When I reflect on what it means to be a good Jew, I don’t believe the answer lives in any single practice or level of observance. I believe it lives in how we treat one another. In our willingness to show up: for family, for community, for the stranger. Our tradition has a phrase for the impulse to turn away from suffering: lo tukhal lehit’alem — you cannot look away. That instinct to move toward need rather than away from it is at the heart of Jewish values. And right now, it feels more important than ever.
We are living through a moment when Jewish institutions, the organizations and community pillars that have anchored Jewish life for generations, need us to show up for them the way they have always shown up for us. It can feel easier to step back when the world feels heavy. But our tradition teaches us that this is when community matters most.
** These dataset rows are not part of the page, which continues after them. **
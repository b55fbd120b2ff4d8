//! Machine-readable exports: one CSV with both phases, or JSON

use std::io::Write;

use serde::Serialize;

use crate::projection::ProjectionResult;

/// Flattened row shared by both phases
#[derive(Debug, Serialize)]
struct CsvRecord {
    phase: &'static str,
    year: i32,
    age: u32,
    balance: String,
    contribution: String,
    percentage: String,
    withdrawn: String,
    growth: String,
    used_minimum: String,
}

fn money(value: f64) -> String {
    format!("{value:.2}")
}

/// Write accumulation then drawdown rows as CSV
///
/// Columns not used by a phase are left empty.
pub fn write_csv<W: Write>(result: &ProjectionResult, writer: W) -> Result<(), csv::Error> {
    let mut wtr = csv::Writer::from_writer(writer);

    for row in &result.accumulation {
        wtr.serialize(CsvRecord {
            phase: "accumulation",
            year: row.calendar_year,
            age: row.age,
            balance: money(row.fund_at_start),
            contribution: money(row.contribution),
            percentage: String::new(),
            withdrawn: String::new(),
            growth: money(row.growth),
            used_minimum: String::new(),
        })?;
    }

    for row in &result.drawdown {
        wtr.serialize(CsvRecord {
            phase: "drawdown",
            year: row.calendar_year,
            age: row.age,
            balance: money(row.balance_at_start),
            contribution: String::new(),
            percentage: format!("{:.4}", row.percentage),
            withdrawn: money(row.amount_withdrawn),
            growth: money(row.growth),
            used_minimum: row.used_minimum.to_string(),
        })?;
    }

    wtr.flush()?;
    Ok(())
}

/// Pretty-printed JSON of the whole result
pub fn to_json(result: &ProjectionResult) -> serde_json::Result<String> {
    serde_json::to_string_pretty(result)
}
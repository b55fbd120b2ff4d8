//! HTML results fragment: accumulation table, drawdown table, guidance

use std::fmt::Write;

use super::{format_money, format_percent};
use crate::projection::ProjectionResult;

/// Render the results fragment
///
/// Currency cells are plain numbers with two decimals; the caller's page
/// supplies the currency symbol in the headers via `currency`.
pub fn render_html(result: &ProjectionResult, currency: &str) -> String {
    let currency = escape(currency);
    let mut out = String::from("<h2>Results</h2>\n");

    let _ = writeln!(out, "<h3>Accumulation Phase</h3>");
    let _ = writeln!(
        out,
        "<table border='1'><tr><th>Year</th><th>Age</th><th>Fund ({currency})</th>\
         <th>Contribution ({currency})</th><th>Growth ({currency})</th></tr>"
    );
    for row in &result.accumulation {
        let _ = writeln!(
            out,
            "<tr><td class=\"centered\">{}</td><td class=\"centered\">{}</td>\
             <td>{}</td><td>{}</td><td>{}</td></tr>",
            row.calendar_year,
            row.age,
            format_money(row.fund_at_start),
            format_money(row.contribution),
            format_money(row.growth),
        );
    }
    let _ = writeln!(out, "</table>");

    let _ = writeln!(out, "<h3>Drawdown Phase</h3>");
    let _ = writeln!(
        out,
        "<table border='1'><tr><th>Year</th><th>Age</th><th>Balance at Start ({currency})</th>\
         <th>%</th><th>Max Drawdown ({currency})</th><th>Growth ({currency})</th></tr>"
    );
    for row in &result.drawdown {
        let class = if row.used_minimum { " class=\"minimum\"" } else { "" };
        let _ = writeln!(
            out,
            "<tr{}><td class=\"centered\">{}</td><td class=\"centered\">{}</td>\
             <td>{}</td><td>{}</td><td>{}</td><td>{}</td></tr>",
            class,
            row.calendar_year,
            row.age,
            format_money(row.balance_at_start),
            format_percent(row.percentage),
            format_money(row.amount_withdrawn),
            format_money(row.growth),
        );
        if row.lump_sum_notice {
            let _ = writeln!(
                out,
                "<tr class=\"notice\"><td colspan=\"6\">At age {} the remaining balance of \
                 {currency}{} may be taken as a lump sum.</td></tr>",
                row.age + 1,
                format_money(row.balance_at_end()),
            );
        }
    }
    let _ = writeln!(out, "</table>");

    let _ = writeln!(
        out,
        "<p class=\"guidance {}\">{}</p>",
        result.guidance.label(),
        result.guidance.message()
    );

    out
}

fn escape(text: &str) -> String {
    let mut escaped = String::with_capacity(text.len());
    for c in text.chars() {
        match c {
            '&' => escaped.push_str("&amp;"),
            '<' => escaped.push_str("&lt;"),
            '>' => escaped.push_str("&gt;"),
            '"' => escaped.push_str("&quot;"),
            '\'' => escaped.push_str("&#39;"),
            _ => escaped.push(c),
        }
    }
    escaped
}

#[cfg(test)]
mod tests {
    use super::*;
    use crate::assumptions::{DrawdownRule, DrawdownTable};
    use crate::projection::{Guidance, ProjectionConfig, ProjectionEngine};
    use crate::SimulationInput;

    #[test]
    fn test_render_tables() {
        let table = DrawdownTable::from_rules((65..100).map(|a| (a, DrawdownRule::new(0.055, 0.0))))
            .expect("table");
        let input = SimulationInput::new(30, 65, 10_000.0, 1_000.0, 0.03, 0.05, 2025).expect("input");
        let result = ProjectionEngine::new(&table, ProjectionConfig::default())
            .project(&input)
            .expect("projection");

        let html = render_html(&result, "£");
        assert!(html.starts_with("<h2>Results</h2>"));
        assert!(html.contains("<th>Fund (£)</th>"));
        assert!(html.contains("<td>10,000.00</td><td>1,000.00</td><td>525.00</td>"));
        assert!(html.contains("<td>5.50</td>"));
        assert!(html.contains("<tr class=\"notice\">"));
        assert_eq!(html.matches("<table").count(), 2);
        assert_eq!(result.guidance, Guidance::Good);
        assert!(html.contains("<p class=\"guidance good\">"));
    }

    #[test]
    fn test_escape() {
        assert_eq!(escape("<b>&"), "&lt;b&gt;&amp;");
    }
}
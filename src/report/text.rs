//! Plain-text tables for terminal output

use std::fmt::Write;

use super::{format_money, format_percent};
use crate::projection::ProjectionResult;

/// Render both phases, the stop reason and the guidance message
pub fn render_text(result: &ProjectionResult) -> String {
    let mut out = String::new();

    let _ = writeln!(out, "Accumulation Phase");
    let _ = writeln!(
        out,
        "{:<6} {:>4} {:>16} {:>14} {:>14}",
        "Year", "Age", "Fund", "Contribution", "Growth"
    );
    for row in &result.accumulation {
        let _ = writeln!(
            out,
            "{:<6} {:>4} {:>16} {:>14} {:>14}",
            row.calendar_year,
            row.age,
            format_money(row.fund_at_start),
            format_money(row.contribution),
            format_money(row.growth),
        );
    }

    let _ = writeln!(out);
    let _ = writeln!(out, "Fund at retirement: {}", format_money(result.fund_at_retirement));
    let _ = writeln!(out);

    let _ = writeln!(out, "Drawdown Phase");
    let _ = writeln!(
        out,
        "{:<6} {:>4} {:>16} {:>7} {:>14} {:>14}",
        "Year", "Age", "Balance", "%", "Drawdown", "Growth"
    );
    for row in &result.drawdown {
        let marker = if row.used_minimum { " (min)" } else { "" };
        let _ = writeln!(
            out,
            "{:<6} {:>4} {:>16} {:>7} {:>14} {:>14}{}",
            row.calendar_year,
            row.age,
            format_money(row.balance_at_start),
            format_percent(row.percentage),
            format_money(row.amount_withdrawn),
            format_money(row.growth),
            marker,
        );
        if row.lump_sum_notice {
            let _ = writeln!(
                out,
                "       Remaining balance of {} may be taken as a lump sum at age {}.",
                format_money(row.balance_at_end()),
                row.age + 1
            );
        }
    }

    let _ = writeln!(out);
    let _ = writeln!(out, "Drawdown ended: {}", result.stop.describe());
    let _ = writeln!(out, "Final fund: {}", format_money(result.final_fund));
    let _ = writeln!(out, "Guidance ({}): {}", result.guidance, result.guidance.message());

    out
}

#[cfg(test)]
mod tests {
    use super::*;
    use crate::assumptions::{DrawdownRule, DrawdownTable};
    use crate::projection::{ProjectionConfig, ProjectionEngine};
    use crate::SimulationInput;

    #[test]
    fn test_render_sections() {
        let table = DrawdownTable::from_rules((65..100).map(|a| (a, DrawdownRule::new(0.05, 1_000.0))))
            .expect("table");
        let input = SimulationInput::new(30, 65, 10_000.0, 1_000.0, 0.03, 0.05, 2025).expect("input");
        let result = ProjectionEngine::new(&table, ProjectionConfig::default())
            .project(&input)
            .expect("projection");

        let text = render_text(&result);
        assert!(text.contains("Accumulation Phase"));
        assert!(text.contains("Drawdown Phase"));
        assert!(text.contains("2025"));
        assert!(text.contains("10,000.00"));
        assert!(text.contains("525.00"));
        assert!(text.contains("may be taken as a lump sum at age 90"));
        assert!(text.contains(result.guidance.message()));
    }
}
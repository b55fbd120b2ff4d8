//! Reference tables consumed by the projection

mod drawdown;
mod roi;
pub mod loader;

pub use drawdown::{DrawdownRule, DrawdownTable};
pub use roi::{RoiHorizon, RoiOption, RoiTable};
pub use loader::{
    load_drawdown_table, load_drawdown_table_from_reader, load_default_drawdown_table,
    load_roi_table, load_roi_table_from_reader, load_default_roi_table,
};
//! Compare projections across every option in the ROI table
//!
//! Runs one projection per option in parallel and prints a summary line each.

use std::path::PathBuf;
use std::time::Instant;

use anyhow::{Context, Result};
use chrono::Datelike;
use clap::Parser;
use rayon::prelude::*;

use pension_projection::assumptions::{
    load_default_drawdown_table, load_default_roi_table, load_drawdown_table, load_roi_table,
    RoiHorizon,
};
use pension_projection::report::format_money;
use pension_projection::{FormParams, ProjectionConfig, ProjectionEngine, ProjectionError, ProjectionResult};

#[derive(Debug, Parser)]
#[command(name = "compare_roi", about = "Project a pension fund under each ROI option")]
struct Args {
    #[arg(long)]
    age: u32,

    #[arg(long)]
    retirement_age: u32,

    #[arg(long, default_value_t = 0.0)]
    fund: f64,

    #[arg(long, default_value_t = 0.0)]
    contribution: f64,

    /// Annual contribution growth, percent
    #[arg(long, default_value_t = 0.0)]
    growth_rate: f64,

    /// Annual inflation, percent
    #[arg(long, default_value_t = 0.0)]
    inflation_rate: f64,

    #[arg(long, default_value_t = pension_projection::input::DEFAULT_LIFE_EXPECTANCY)]
    life_expectancy: u32,

    /// Use 5-year rates rather than 10-year rates
    #[arg(long)]
    five_year: bool,

    #[arg(long)]
    roi_table: Option<PathBuf>,

    #[arg(long)]
    drawdown_table: Option<PathBuf>,

    #[arg(long)]
    year: Option<i32>,
}

fn main() -> Result<()> {
    env_logger::init();
    let args = Args::parse();
    let start = Instant::now();

    let options = match &args.roi_table {
        Some(path) => load_roi_table(path),
        None => load_default_roi_table(),
    }
    .context("Failed to load ROI table")?;

    let rules = match &args.drawdown_table {
        Some(path) => load_drawdown_table(path),
        None => load_default_drawdown_table(),
    }
    .context("Failed to load drawdown table")?;

    let anchor_year = args.year.unwrap_or_else(|| chrono::Local::now().year());
    let horizon = if args.five_year { RoiHorizon::FiveYear } else { RoiHorizon::TenYear };
    let engine = ProjectionEngine::new(&rules, ProjectionConfig::default());

    let results: Vec<(String, f64, ProjectionResult)> = options
        .options()
        .par_iter()
        .map(|option| -> Result<(String, f64, ProjectionResult), ProjectionError> {
            let roi = option.rate(horizon);
            let params = FormParams {
                age: args.age,
                retirement_age: args.retirement_age,
                fund: args.fund,
                contribution: args.contribution,
                growth_rate: args.growth_rate,
                roi,
                inflation_rate: args.inflation_rate,
                life_expectancy: args.life_expectancy,
            };
            let input = params.into_input(anchor_year)?;
            let result = engine.project(&input)?;
            Ok((option.description.clone(), roi, result))
        })
        .collect::<Result<Vec<_>, _>>()
        .context("Invalid projection inputs")?;

    println!(
        "{:<24} {:>7} {:>16} {:>16} {:<8} {}",
        "Option", "ROI %", "At retirement", "Final fund", "Guidance", "Drawdown"
    );
    for (description, roi, result) in &results {
        println!(
            "{:<24} {:>7.2} {:>16} {:>16} {:<8} {}",
            description,
            roi,
            format_money(result.fund_at_retirement),
            format_money(result.final_fund),
            result.guidance.label(),
            result.stop.describe(),
        );
    }

    log::info!("Compared {} options in {:?}", results.len(), start.elapsed());
    Ok(())
}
At Jewish HomeLife, I see this every day. I see it in the Berman Commons staff member who sits with a resident who has no family visiting that week. In the Weinstein Hospice team that brings dignity and compassion to life’s most sacred passage. In the Eckstein Home Care worker who notices something is off and makes the call. Because to them, it was never a question. Of course you stay. Of course you make sure people are taken care of.
It’s not a job description. It’s a value system.
In the volunteers who show up week after week, and the families who trust us with the people they love most, I see the same thing: the understanding, as Jews have always understood, that caring for our elders is not charity. It is an honor. It is who we are.
The Passover story is not simply about leaving Egypt. It is about what we are commanded to build once we are free: a community that does not leave its most vulnerable members behind.
To me, that is what it means to be a good Jew. Not perfection of practice, but faithfulness of presence. The willingness to see need and lean in.
May your seder table feel full of warmth, memory, and the people who matter most. Jewish HomeLife is here, as always, for those who need us.
Chag Sameach.
Jeffrey A. Gopen is the President & CEO of Jewish HomeLife.